It’s true that having cash on hand improves your chances of having your offer accepted. According to home selling data collected by Redfin, a competitive all-cash offer improves your likelihood of success by a whopping 97%.
Further, cash offers are on the rise. According to the National Association of REALTORS, cash sales made up 23% of residential sales in October 2018, compared to 20% the prior year.
If you’re buying in a competitive housing market, the truth is that you’ll likely be competing with all-cash buyers in your home search.
But what if you don’t have all-cash, or simply prefer to mortgage your new home? There’s still hope for you! Here’s how you can compete with cash, even if you’re relying on home financing:
Understand why cash is king
First, it’s important to understand why cash rules the roost when it comes to home buying.
One big reason: it’s faster and more certain. Financing a home with a mortgage is not always a predictable process. Surprises can — and do — come up, potentially risking your ability to close on the home.
In fact, the number one problem for contracts with delayed settlement? Issues related to obtaining financing. Financing woes account for 37% of delays. Meanwhile, a cash offer indicates to a seller that the deal will close quickly and with more certainty.
A pre-approval or pre-qualification can certainly help your case, because it shows a seller you’re serious and ready to buy.

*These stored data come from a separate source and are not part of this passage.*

use axum::{
    http::HeaderValue,
    routing::{get, post},
    Router,
};
use shortforge_api::{
    config::Config, db::Database, handlers, handlers::AppState, inquiry_handler, project_handler,
};
use std::net::SocketAddr;
use std::sync::Arc;
use tower::ServiceBuilder;
use tower_governor::{
    governor::GovernorConfigBuilder, key_extractor::SmartIpKeyExtractor, GovernorLayer,
};
use tower_http::{
    cors::{AllowOrigin, CorsLayer},
    limit::RequestBodyLimitLayer,
    trace::TraceLayer,
};
use tracing_subscriber::{layer::SubscriberExt, util::SubscriberInitExt};

/// Main entry point for the application.
///
/// Initializes logging, configuration, the database pool and the pitch
/// generator, then serves the HTTP routes behind CORS, tracing, a body-size
/// limit and per-IP rate limiting.
#[tokio::main]
async fn main() -> anyhow::Result<()> {
    // Initialize tracing
    tracing_subscriber::registry()
        .with(
            tracing_subscriber::EnvFilter::try_from_default_env()
                .unwrap_or_else(|_| "shortforge_api=debug,tower_http=debug".into()),
        )
        .with(tracing_subscriber::fmt::layer())
        .init();

    // Load configuration
    let config = Config::from_env()?;

    // Initialize database connection pool
    let db = Database::new(&config.database_url).await?;
    tracing::info!("Database connection pool established");

    let cors = cors_layer(&config)?;
    let port = config.port;

    // Build application state
    let app_state = Arc::new(AppState::new(db.pool.clone(), config));
    tracing::info!(
        "Pitch generation: {}",
        if app_state.pitch_service.is_available() {
            "OpenAI with template fallback"
        } else {
            "template only"
        }
    );

    // Configure rate limiter: 10 requests/second per IP, burst of 20
    let governor_conf = Arc::new(
        GovernorConfigBuilder::default()
            .per_second(10)
            .burst_size(20)
            .key_extractor(SmartIpKeyExtractor)
            .finish()
            .ok_or_else(|| anyhow::anyhow!("invalid rate limiter configuration"))?,
    );

    let protected_routes = Router::new()
        // Business intelligence
        .route(
            "/api/v1/business-intelligence/health",
            get(handlers::business_intelligence_health),
        )
        .route(
            "/api/v1/business-intelligence/domain/:domain_id",
            get(handlers::get_business_intelligence),
        )
        .route(
            "/api/v1/business-intelligence/profile/:domain_id",
            get(handlers::get_business_profile),
        )
        .route(
            "/api/v1/business-intelligence/search/:domain",
            post(handlers::search_business_intelligence),
        )
        .route("/api/v1/pitch", post(handlers::generate_pitch))
        // Contact inquiries (create is public, the rest admin)
        .route(
            "/api/v1/inquiries",
            post(inquiry_handler::create_inquiry).get(inquiry_handler::list_inquiries),
        )
        .route(
            "/api/v1/inquiries/:id",
            get(inquiry_handler::get_inquiry).put(inquiry_handler::update_inquiry),
        )
        // Projects (admin)
        .route(
            "/api/v1/projects",
            post(project_handler::create_project).get(project_handler::list_projects),
        )
        .route(
            "/api/v1/projects/:id",
            get(project_handler::get_project).put(project_handler::update_project),
        )
        .route(
            "/api/v1/projects/:id/updates",
            post(project_handler::create_project_update),
        )
        .layer(
            ServiceBuilder::new()
                // Request size limit: 1MB max payload
                .layer(RequestBodyLimitLayer::new(1024 * 1024))
                // Rate limiting: 10 req/sec per IP, burst of 20
                .layer(GovernorLayer {
                    config: governor_conf,
                }),
        );

    // Health check bypasses rate limiting
    let app = Router::new()
        .route("/health", get(handlers::health))
        .merge(protected_routes)
        .with_state(app_state)
        .layer(TraceLayer::new_for_http())
        .layer(cors);

    // Start server
    let addr = format!("0.0.0.0:{}", port);
    let listener = tokio::net::TcpListener::bind(&addr).await?;
    tracing::info!("Server listening on {}", addr);

    axum::serve(
        listener,
        app.into_make_service_with_connect_info::<SocketAddr>(),
    )
    .await?;

    Ok(())
}

/// Permissive when no origins are configured, otherwise an explicit allow-list.
fn cors_layer(config: &Config) -> anyhow::Result<CorsLayer> {
    if config.cors_allowed_origins.is_empty() {
        tracing::warn!("CORS_ALLOWED_ORIGINS not set - allowing any origin");
        return Ok(CorsLayer::permissive());
    }

    let origins = config
        .cors_allowed_origins
        .iter()
        .map(|origin| {
            origin
                .parse::<HeaderValue>()
                .map_err(|_| anyhow::anyhow!("invalid CORS origin: {}", origin))
        })
        .collect::<anyhow::Result<Vec<_>>>()?;

    tracing::info!("CORS restricted to {:?}", config.cors_allowed_origins);
    Ok(CorsLayer::new()
        .allow_origin(AllowOrigin::list(origins))
        .allow_methods(tower_http::cors::Any)
        .allow_headers(tower_http::cors::Any))
}
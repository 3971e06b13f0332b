//! Prints the assembled business intelligence and marketing pitch for one domain id.
//!
//! Usage: `lookup_domain <domain_id> [agent_name]`

use shortforge_api::config::Config;
use shortforge_api::db::Database;
use shortforge_api::handlers::AppState;
use shortforge_api::intelligence;
use shortforge_api::pitch::DEFAULT_AGENT_NAME;
use std::env;

#[tokio::main]
async fn main() -> anyhow::Result<()> {
    // Initialize logging
    tracing_subscriber::fmt::init();

    let mut args = env::args().skip(1);
    let domain_id = args
        .next()
        .ok_or_else(|| anyhow::anyhow!("usage: lookup_domain <domain_id> [agent_name]"))?;
    let agent_name = args.next().unwrap_or_else(|| DEFAULT_AGENT_NAME.to_string());

    let config = Config::from_env()?;
    let db = Database::new(&config.database_url).await?;
    let state = AppState::new(db.pool, config);

    tracing::info!("Looking up domain {}", domain_id);

    let bi = intelligence::get_business_intelligence(state.record_store.as_ref(), &domain_id)
        .await
        .map_err(|e| anyhow::anyhow!("lookup failed: {}", e))?;
    let pitch = state.pitch_service.generate_pitch(&bi, &agent_name).await;

    println!("{}", serde_json::to_string_pretty(&bi)?);
    println!("{}", serde_json::to_string_pretty(&pitch)?);

    Ok(())
}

The problem? All pre-qualifications and pre-approvals are not created equal. Each lender has their own process, and frankly, some of these processes are more thorough than others.
When a seller receives a pre-qualification or pre-approval letter from a lender, it signals that they might need to wait up to 40 to 60 days for the sale to close.
That’s because the buyer’s financial data still needs to be verified and the loan needs to be underwritten. Simply put, these letters don’t carry much weight because they often rely on incomplete or self-reported information about credit scores and income.
Pre-qualifications and pre-approvals are just the first steps of many in the mortgage approval process.
Work with a lender that underwrites upfront
So, how can you get a leg up over the competition? Work with a lender that underwrites upfront. If you’re up against cash buyers, you’ll want your financial backing to be extra strong so you can stand out.
That may mean removing uncertainties from the equation by showing the seller you have the finances to back your offer, and you’re ready to move quickly.
Essentially a conditional approval that’s been fully underwritten carries a lot more weight than an unverified pre-qualification letter, and shows sellers you mean business and are a highly qualified buyer who’s ready to get to the closing table.
Write a letter to the seller:
Another tip for standing out among cash buyers? Write a buyer’s letter to the sellers introducing yourself.
Realtors say it’s best to keep these letters short and sweet, and compliment features you love about the home. (Don’t mention what areas you want to remodel because that might insult the seller!)
The idea here is that many people have emotional attachments to their homes, not to mention established friendships with their neighbors.
With that in mind, sellers want to know that buyers will be good stewards—something that could set you apart from an investor who has plans to move renters in and out, or simply wants to gut and renovate the entire home.